Indian, Norwegian firms eye oil off Cuba's coast

HAVANA
India's ONGC Videsh and Norway's Norsk Hydro (Oslo: NHY.OL - news) are joining forces with Spain's Repsol (Madrid: REP.MC - news) in a bid to find crude oil off Cuba in the Gulf of Mexico, diplomatic sources said.

The news comes as US lawmakers, with oil prices soaring, are grumbling about prospecting in Cuban waters while US environmental laws make it all but impossible for US firms to do so in nearby US waters.

US media have reported that China was involved in the prospecting but Cuba has not announced a Chinese deal.

The deal with ONGC Videsh and Norsk Hydro, to be signed officially in Havana May 23, technically is not a new contract.

"Those companies are joining the existing one with Repsol to share risks," a European diplomat told AFP privately.

Repsol has rights to six of the 59 prospecting areas the Cuban government has been auctioning off since 1999. It carried out its first drilling in 2004 and while oil was found, Repsol said the quality of that crude was not commercial grade.

Since then Repsol has been looking for partners to share the investment burden, and ONGC Videsh and Norsk Hydro each will be picking up 30 percent of the expenses, other sources said.

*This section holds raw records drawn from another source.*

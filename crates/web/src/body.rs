//! Request and response body containers.
//!
//! The transport buffers request bodies in full before dispatch, so the body
//! seen by extractors is a plain byte buffer behind a consume-once guard:
//! cloning [`BodyBytes`] shares the same underlying slot, and only the first
//! taker gets the bytes. Response bodies are single-shot byte payloads.

use bytes::Bytes;
use std::sync::{Arc, Mutex};
use trellis_http::protocol::ParseError;

/// A fully buffered request body that can be consumed exactly once.
///
/// Handed to every extractor of a request; extractors that do not need the
/// body just ignore it. Taking it twice is an error, mirroring the fact that
/// a streaming body could not be re-read either.
#[derive(Clone)]
pub struct BodyBytes {
    inner: Arc<Mutex<Option<Bytes>>>,
}

impl From<Bytes> for BodyBytes {
    fn from(bytes: Bytes) -> Self {
        Self { inner: Arc::new(Mutex::new(Some(bytes))) }
    }
}

impl BodyBytes {
    pub fn empty() -> Self {
        Self::from(Bytes::new())
    }

    /// Whether the body is still available to take.
    pub fn can_consume(&self) -> bool {
        self.lock().is_some()
    }

    /// Takes the buffered bytes, failing if some extractor already did.
    pub fn take(&self) -> Result<Bytes, ParseError> {
        self.lock().take().ok_or_else(|| ParseError::invalid_body("body has been consumed"))
    }

    fn lock(&self) -> std::sync::MutexGuard<'_, Option<Bytes>> {
        self.inner.lock().unwrap_or_else(|poisoned| poisoned.into_inner())
    }
}

/// A buffered response body.
pub struct ResponseBody {
    inner: Option<Bytes>,
}

impl ResponseBody {
    pub fn empty() -> Self {
        Self { inner: None }
    }

    pub fn once(bytes: Bytes) -> Self {
        Self { inner: Some(bytes) }
    }

    pub fn len(&self) -> usize {
        self.inner.as_ref().map_or(0, Bytes::len)
    }

    pub fn is_empty(&self) -> bool {
        self.len() == 0
    }

    pub fn into_bytes(self) -> Bytes {
        self.inner.unwrap_or_default()
    }
}

impl From<Bytes> for ResponseBody {
    fn from(bytes: Bytes) -> Self {
        Self::once(bytes)
    }
}

impl From<String> for ResponseBody {
    fn from(value: String) -> Self {
        Self::once(Bytes::from(value))
    }
}

impl From<&'static str> for ResponseBody {
    fn from(value: &'static str) -> Self {
        if value.is_empty() {
            Self::empty()
        } else {
            Self::once(Bytes::from_static(value.as_bytes()))
        }
    }
}

impl From<()> for ResponseBody {
    fn from((): ()) -> Self {
        Self::empty()
    }
}

impl From<Option<Bytes>> for ResponseBody {
    fn from(option: Option<Bytes>) -> Self {
        match option {
            Some(bytes) => Self::once(bytes),
            None => Self::empty(),
        }
    }
}

#[cfg(test)]
mod tests {
    use super::{BodyBytes, ResponseBody};
    use bytes::Bytes;

    #[test]
    fn body_is_consumed_once() {
        let body = BodyBytes::from(Bytes::from_static(b"payload"));
        let shared = body.clone();

        assert!(body.can_consume());
        assert_eq!(shared.take().unwrap().as_ref(), b"payload");

        assert!(!body.can_consume());
        assert!(body.take().is_err());
    }

    #[test]
    fn response_body_conversions() {
        assert!(ResponseBody::from(()).is_empty());
        assert!(ResponseBody::from("").is_empty());
        assert_eq!(ResponseBody::from("hi").into_bytes().as_ref(), b"hi");
        assert_eq!(ResponseBody::from(String::from("yo")).len(), 2);
    }
}
//! HTTP request header handling.
//!
//! Wraps the standard `http::Request` type so the layers above can pass
//! around the decoded head of a request independently of its body.

use http::request::Parts;
use http::{HeaderMap, Method, Request, Uri, Version};

/// The head of an HTTP request: method, uri, version and headers.
///
/// Produced by the request decoder once the header section is complete;
/// the (already buffered) body travels separately.
#[derive(Debug)]
pub struct RequestHeader {
    inner: Request<()>,
}

impl From<Parts> for RequestHeader {
    fn from(parts: Parts) -> Self {
        Self { inner: Request::from_parts(parts, ()) }
    }
}

impl AsRef<Request<()>> for RequestHeader {
    fn as_ref(&self) -> &Request<()> {
        &self.inner
    }
}

impl RequestHeader {
    /// Consumes the header and returns the inner `Request<()>`.
    pub fn into_inner(self) -> Request<()> {
        self.inner
    }

    /// Attaches a body, turning the header back into a full `Request<T>`.
    pub fn body<T>(self, body: T) -> Request<T> {
        self.inner.map(|_| body)
    }

    pub fn method(&self) -> &Method {
        self.inner.method()
    }

    pub fn uri(&self) -> &Uri {
        self.inner.uri()
    }

    pub fn version(&self) -> Version {
        self.inner.version()
    }

    pub fn headers(&self) -> &HeaderMap {
        self.inner.headers()
    }

    /// The declared `Content-Length`, or 0 when the header is absent.
    ///
    /// Returns `None` only when the header is present but unparsable.
    pub fn content_length(&self) -> Option<u64> {
        match self.headers().get(http::header::CONTENT_LENGTH) {
            None => Some(0),
            Some(value) => value.to_str().ok()?.trim().parse::<u64>().ok(),
        }
    }
}
//! URL query string extraction.
//!
//! Allows handlers to receive strongly typed query parameters by
//! implementing [`FromRequest`] for [`Query<T>`].

use crate::body::BodyBytes;
use crate::extract::{FromRequest, Query};
use crate::RequestContext;
use async_trait::async_trait;
use serde::Deserialize;
use trellis_http::protocol::ParseError;

#[async_trait]
impl<T> FromRequest for Query<T>
where
    T: for<'de> Deserialize<'de> + Send,
{
    type Output<'r> = Query<T>;
    type Error = ParseError;

    async fn from_request<'r>(req: &'r RequestContext<'_, '_>, _body: BodyBytes) -> Result<Self::Output<'r>, Self::Error> {
        let query = req.uri().query().ok_or_else(|| ParseError::invalid_header("request has no query string"))?;
        serde_qs::from_str::<T>(query).map(Query).map_err(ParseError::invalid_header)
    }
}

#[cfg(test)]
mod tests {
    use crate::body::BodyBytes;
    use crate::extract::{FromRequest, Query};
    use crate::{RequestContext, RouteParams};
    use http::Request;
    use serde::Deserialize;
    use trellis_http::protocol::RequestHeader;

    #[derive(Deserialize, Debug, PartialEq)]
    struct Filter {
        term: String,
        limit: u32,
    }

    #[tokio::test]
    async fn query_extraction() {
        let (parts, ()) = Request::builder().uri("/search?term=rust&limit=10").body(()).unwrap().into_parts();
        let header = RequestHeader::from(parts);
        let params = RouteParams::empty();
        let ctx = RequestContext::new(&header, &params);

        let Query(filter) = Query::<Filter>::from_request(&ctx, BodyBytes::empty()).await.unwrap();
        assert_eq!(filter, Filter { term: "rust".into(), limit: 10 });
    }

    #[tokio::test]
    async fn missing_query_fails() {
        let (parts, ()) = Request::builder().uri("/search").body(()).unwrap().into_parts();
        let header = RequestHeader::from(parts);
        let params = RouteParams::empty();
        let ctx = RequestContext::new(&header, &params);

        assert!(Query::<Filter>::from_request(&ctx, BodyBytes::empty()).await.is_err());
    }
}
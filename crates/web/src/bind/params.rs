//! The named-parameter binder: an explicit list of typed, optionally
//! required inputs validated and converted out of an URL-encoded body.
//!
//! Unlike the schema binder, no target type is involved; the result is a
//! name→value map. Binding stops at the first missing required or invalid
//! parameter and answers with a 400 whose body is exactly
//! `"<name> is required"` or `"<value> is invalid for parameter <name>"`.

use crate::body::{BodyBytes, ResponseBody};
use crate::handler::RequestHandler;
use crate::responder::Responder;
use crate::RequestContext;
use async_trait::async_trait;
use http::{Response, StatusCode};
use std::any::Any;
use std::collections::HashMap;
use std::fmt;
use thiserror::Error;

/// One named, typed, optionally required input value.
pub struct Parameter {
    name: String,
    required: bool,
    kind: ParamKind,
}

type ValidFn = Box<dyn Fn(&str) -> bool + Send + Sync>;
type ConvertFn = Box<dyn Fn(&str) -> ParamValue + Send + Sync>;

/// The closed set of parameter behaviors; arbitrary typed parameters go
/// through `Custom`.
enum ParamKind {
    Str,
    Int,
    Custom { valid: ValidFn, convert: ConvertFn },
}

impl Parameter {
    /// A string parameter: every value is valid, conversion is identity.
    pub fn string(name: impl Into<String>, required: bool) -> Self {
        Self { name: name.into(), required, kind: ParamKind::Str }
    }

    /// An integer parameter: valid iff the value parses as a base-10 `i64`.
    pub fn int(name: impl Into<String>, required: bool) -> Self {
        Self { name: name.into(), required, kind: ParamKind::Int }
    }

    /// A parameter with a caller-supplied predicate and converter, for
    /// typed values beyond strings and integers (dates, enums, ...).
    ///
    /// The converter runs only on values the predicate accepted.
    pub fn custom<V, C, T>(name: impl Into<String>, required: bool, valid: V, convert: C) -> Self
    where
        V: Fn(&str) -> bool + Send + Sync + 'static,
        C: Fn(&str) -> T + Send + Sync + 'static,
        T: Send + Sync + 'static,
    {
        Self {
            name: name.into(),
            required,
            kind: ParamKind::Custom {
                valid: Box::new(valid),
                convert: Box::new(move |raw| ParamValue::Other(Box::new(convert(raw)))),
            },
        }
    }

    pub fn name(&self) -> &str {
        &self.name
    }

    pub fn required(&self) -> bool {
        self.required
    }

    fn valid(&self, value: &str) -> bool {
        match &self.kind {
            ParamKind::Str => true,
            ParamKind::Int => value.parse::<i64>().is_ok(),
            ParamKind::Custom { valid, .. } => valid(value),
        }
    }

    fn value(&self, value: &str) -> ParamValue {
        match &self.kind {
            ParamKind::Str => ParamValue::Str(value.to_owned()),
            // validity was already checked, a parse failure can't happen
            ParamKind::Int => ParamValue::Int(value.parse::<i64>().unwrap_or_default()),
            ParamKind::Custom { convert, .. } => convert(value),
        }
    }
}

/// A converted parameter value.
pub enum ParamValue {
    Str(String),
    Int(i64),
    Other(Box<dyn Any + Send + Sync>),
}

impl ParamValue {
    pub fn as_str(&self) -> Option<&str> {
        match self {
            ParamValue::Str(value) => Some(value),
            _ => None,
        }
    }

    pub fn as_int(&self) -> Option<i64> {
        match self {
            ParamValue::Int(value) => Some(*value),
            _ => None,
        }
    }

    /// Accesses a `Custom` parameter's converted value.
    pub fn downcast_ref<T: 'static>(&self) -> Option<&T> {
        match self {
            ParamValue::Other(value) => value.downcast_ref::<T>(),
            _ => None,
        }
    }
}

impl fmt::Debug for ParamValue {
    fn fmt(&self, f: &mut fmt::Formatter<'_>) -> fmt::Result {
        match self {
            ParamValue::Str(value) => f.debug_tuple("Str").field(value).finish(),
            ParamValue::Int(value) => f.debug_tuple("Int").field(value).finish(),
            ParamValue::Other(_) => f.debug_tuple("Other").finish(),
        }
    }
}

/// The bound name→value mapping handed to the handler.
///
/// Optional parameters absent from the body have no entry.
#[derive(Debug, Default)]
pub struct ParamMap {
    values: HashMap<String, ParamValue>,
}

impl ParamMap {
    pub fn get(&self, name: &str) -> Option<&ParamValue> {
        self.values.get(name)
    }

    pub fn get_str(&self, name: &str) -> Option<&str> {
        self.get(name).and_then(ParamValue::as_str)
    }

    pub fn get_int(&self, name: &str) -> Option<i64> {
        self.get(name).and_then(ParamValue::as_int)
    }

    /// Typed access to a `Custom` parameter's converted value.
    pub fn get_other<T: 'static>(&self, name: &str) -> Option<&T> {
        self.get(name).and_then(ParamValue::downcast_ref)
    }

    pub fn contains(&self, name: &str) -> bool {
        self.values.contains_key(name)
    }

    pub fn len(&self) -> usize {
        self.values.len()
    }

    pub fn is_empty(&self) -> bool {
        self.values.is_empty()
    }
}

/// Validation failures; `Display` is the exact 400 body text.
#[derive(Debug, Error)]
pub enum ParamError {
    #[error("{name} is required")]
    Required { name: String },

    #[error("{value} is invalid for parameter {name}")]
    Invalid { value: String, name: String },

    #[error("malformed body: {reason}")]
    Malformed { reason: String },
}

impl Responder for ParamError {
    fn response_to(self, req: &RequestContext) -> Response<ResponseBody> {
        (StatusCode::BAD_REQUEST, self.to_string()).response_to(req)
    }
}

/// Binds an URL-encoded body against a parameter list, in list order,
/// stopping at the first failure.
pub fn bind_params(parameters: &[Parameter], raw: &[u8]) -> Result<ParamMap, ParamError> {
    let pairs: Vec<(String, String)> =
        serde_urlencoded::from_bytes(raw).map_err(|e| ParamError::Malformed { reason: e.to_string() })?;

    let mut map = ParamMap::default();
    for parameter in parameters {
        let found = pairs.iter().find(|(name, _)| name == parameter.name());
        match found {
            None => {
                if parameter.required() {
                    return Err(ParamError::Required { name: parameter.name().to_owned() });
                }
            }
            Some((_, raw_value)) => {
                if !parameter.valid(raw_value) {
                    return Err(ParamError::Invalid { value: raw_value.clone(), name: parameter.name().to_owned() });
                }
                map.values.insert(parameter.name().to_owned(), parameter.value(raw_value));
            }
        }
    }
    Ok(map)
}

/// Adapts an async function over a [`ParamMap`] into a route handler that
/// binds the declared parameters before calling it.
pub fn params_fn<F, Fut>(parameters: Vec<Parameter>, f: F) -> ParamsHandler<F>
where
    F: Fn(ParamMap) -> Fut + Send + Sync,
    Fut: Future + Send,
    Fut::Output: Responder,
{
    ParamsHandler { parameters, f }
}

pub struct ParamsHandler<F> {
    parameters: Vec<Parameter>,
    f: F,
}

#[async_trait]
impl<F, Fut> RequestHandler for ParamsHandler<F>
where
    F: Fn(ParamMap) -> Fut + Send + Sync,
    Fut: Future + Send,
    Fut::Output: Responder,
{
    async fn invoke<'server, 'req>(
        &self,
        req: RequestContext<'server, 'req>,
        req_body: BodyBytes,
    ) -> Response<ResponseBody> {
        let raw = match req_body.take() {
            Ok(raw) => raw,
            Err(e) => return e.response_to(&req),
        };
        match bind_params(&self.parameters, &raw) {
            Ok(map) => (self.f)(map).await.response_to(&req),
            Err(e) => e.response_to(&req),
        }
    }
}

The Gulf's waters were divided into economic exclusion zones of the United States, Mexico and Cuba under a deal which is still in effect signed during the government of then-US president Jimmy Carter.

Among other companies with prospecting rights if not projects there are Canada's Sherrit International and Brazil's state oil giant Petrobras (PETR3.SA - news) .

Cuba has invited US firms to take part but the US economic embargo bars them from doing so.

Cuba produces about a third of the oil it consumes, with the rest imported under favorable terms from its key ally Venezuela.

The New York Times reported Tuesday that "With only modest energy needs and no ability of its own to drill, Cuba has negotiated lease agreements with China and other energy-hungry countries to extract resources for themselves and for Cuba.

"Cuba's drilling plans have been in place for several years, but now that China, India and others are involved and fuel prices are unusually high, a growing number of lawmakers and business leaders in the United States are starting to complain. They argue that the United States' decades-old ban against drilling in coastal waters is driving up domestic energy costs and, in this case, is giving two of America's chief economic competitors access to energy at the United States' expense," the Times reported.